**DATA SUPPLIED**
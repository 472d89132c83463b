//! Transition records.

use crate::chart::error::{ChartError, ChartResult};
use crate::guard::{parse_guard, GuardExpr};
use serde::{Deserialize, Serialize};

/// A transition as written in a chart definition.
///
/// The guard stays an unparsed string; [`TransitionDef::parse_guard`] builds a
/// fresh expression on every call. `action` and `actions` are mutually
/// exclusive, which is checked when [`TransitionDef::actions`] normalizes them.
#[derive(Clone, Debug, Default, PartialEq, Eq, Serialize, Deserialize)]
pub struct TransitionDef {
    #[serde(default, skip_serializing_if = "Option::is_none")]
    pub description: Option<String>,

    pub event: String,

    #[serde(default, skip_serializing_if = "Option::is_none")]
    pub guard: Option<String>,

    #[serde(default, skip_serializing_if = "Option::is_none")]
    pub action: Option<String>,

    #[serde(default, skip_serializing_if = "Option::is_none")]
    pub actions: Option<Vec<String>>,

    #[serde(default, skip_serializing_if = "Option::is_none")]
    pub target: Option<String>,
}

/// An event paired with one condition its guard references.
#[derive(Clone, Debug, PartialEq, Eq, PartialOrd, Ord, Hash)]
pub struct EventCondition {
    pub event: String,
    pub condition: String,
}

/// An event paired with its parsed guard.
#[derive(Clone, Debug, PartialEq, Eq, Hash)]
pub struct EventGuard {
    pub event: String,
    pub guard: GuardExpr,
}

impl TransitionDef {
    /// A transition without a target fires without leaving the state.
    pub fn is_internal(&self) -> bool {
        self.target.is_none()
    }

    pub fn is_outgoing(&self) -> bool {
        self.target.is_some()
    }

    /// Normalized action list: the single `action`, the `actions` list, or
    /// nothing.
    ///
    /// Fails with [`ChartError::InvalidTransition`] when both are present.
    pub fn actions(&self) -> ChartResult<Vec<&str>> {
        match (&self.action, &self.actions) {
            (Some(_), Some(_)) => Err(ChartError::InvalidTransition {
                state: None,
                event: self.event.clone(),
            }),
            (Some(action), None) => Ok(vec![action.as_str()]),
            (None, Some(actions)) => Ok(actions.iter().map(String::as_str).collect()),
            (None, None) => Ok(Vec::new()),
        }
    }

    /// Parse the guard, if any.
    ///
    /// Errors carry the event and the guard text so callers can point at the
    /// offending transition.
    pub fn parse_guard(&self) -> ChartResult<Option<GuardExpr>> {
        self.guard
            .as_deref()
            .map(|guard| self.parse(guard))
            .transpose()
    }

    pub(crate) fn parse(&self, guard: &str) -> ChartResult<GuardExpr> {
        parse_guard(guard).map_err(|source| ChartError::Guard {
            state: None,
            event: self.event.clone(),
            guard: guard.to_string(),
            source,
        })
    }

    pub fn event_guard(&self) -> ChartResult<Option<EventGuard>> {
        Ok(self.parse_guard()?.map(|guard| EventGuard {
            event: self.event.clone(),
            guard,
        }))
    }

    /// One pair per distinct condition in the guard; empty without a guard.
    pub fn event_conditions(&self) -> ChartResult<Vec<EventCondition>> {
        let Some(guard) = self.parse_guard()? else {
            return Ok(Vec::new());
        };
        Ok(guard
            .condition_names()
            .into_iter()
            .map(|condition| EventCondition {
                event: self.event.clone(),
                condition,
            })
            .collect())
    }
}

**WORK ORDER**
Repeat the listing exactly, keeping every word in place.

**RESPONSE TO THE EXERCISE**
repository 472d89132c83463b
//! Transition records.

use crate::chart::error::{ChartError, ChartResult};
use crate::guard::{parse_guard, GuardExpr};
use serde::{Deserialize, Serialize};

/// A transition as written in a chart definition.
///
/// The guard stays an unparsed string; [`TransitionDef::parse_guard`] builds a
/// fresh expression on every call. `action` and `actions` are mutually
/// exclusive, which is checked when [`TransitionDef::actions`] normalizes them.
#[derive(Clone, Debug, Default, PartialEq, Eq, Serialize, Deserialize)]
pub struct TransitionDef {
    #[serde(default, skip_serializing_if = "Option::is_none")]
    pub description: Option<String>,

    pub event: String,

    #[serde(default, skip_serializing_if = "Option::is_none")]
    pub guard: Option<String>,

    #[serde(default, skip_serializing_if = "Option::is_none")]
    pub action: Option<String>,

    #[serde(default, skip_serializing_if = "Option::is_none")]
    pub actions: Option<Vec<String>>,

    #[serde(default, skip_serializing_if = "Option::is_none")]
    pub target: Option<String>,
}

/// An event paired with one condition its guard references.
#[derive(Clone, Debug, PartialEq, Eq, PartialOrd, Ord, Hash)]
pub struct EventCondition {
    pub event: String,
    pub condition: String,
}

/// An event paired with its parsed guard.
#[derive(Clone, Debug, PartialEq, Eq, Hash)]
pub struct EventGuard {
    pub event: String,
    pub guard: GuardExpr,
}

impl TransitionDef {
    /// A transition without a target fires without leaving the state.
    pub fn is_internal(&self) -> bool {
        self.target.is_none()
    }

    pub fn is_outgoing(&self) -> bool {
        self.target.is_some()
    }

    /// Normalized action list: the single `action`, the `actions` list, or
    /// nothing.
    ///
    /// Fails with [`ChartError::InvalidTransition`] when both are present.
    pub fn actions(&self) -> ChartResult<Vec<&str>> {
        match (&self.action, &self.actions) {
            (Some(_), Some(_)) => Err(ChartError::InvalidTransition {
                state: None,
                event: self.event.clone(),
            }),
            (Some(action), None) => Ok(vec![action.as_str()]),
            (None, Some(actions)) => Ok(actions.iter().map(String::as_str).collect()),
            (None, None) => Ok(Vec::new()),
        }
    }

    /// Parse the guard, if any.
    ///
    /// Errors carry the event and the guard text so callers can point at the
    /// offending transition.
    pub fn parse_guard(&self) -> ChartResult<Option<GuardExpr>> {
        self.guard
            .as_deref()
            .map(|guard| self.parse(guard))
            .transpose()
    }

    pub(crate) fn parse(&self, guard: &str) -> ChartResult<GuardExpr> {
        parse_guard(guard).map_err(|source| ChartError::Guard {
            state: None,
            event: self.event.clone(),
            guard: guard.to_string(),
            source,
        })
    }

    pub fn event_guard(&self) -> ChartResult<Option<EventGuard>> {
        Ok(self.parse_guard()?.map(|guard| EventGuard {
            event: self.event.clone(),
            guard,
        }))
    }

    /// One pair per distinct condition in the guard; empty without a guard.
    pub fn event_conditions(&self) -> ChartResult<Vec<EventCondition>> {
        let Some(guard) = self.parse_guard()? else {
            return Ok(Vec::new());
        };
        Ok(guard
            .condition_names()
            .into_iter()
            .map(|condition| EventCondition {
                event: self.event.clone(),
                condition,
            })
            .collect())
    }
}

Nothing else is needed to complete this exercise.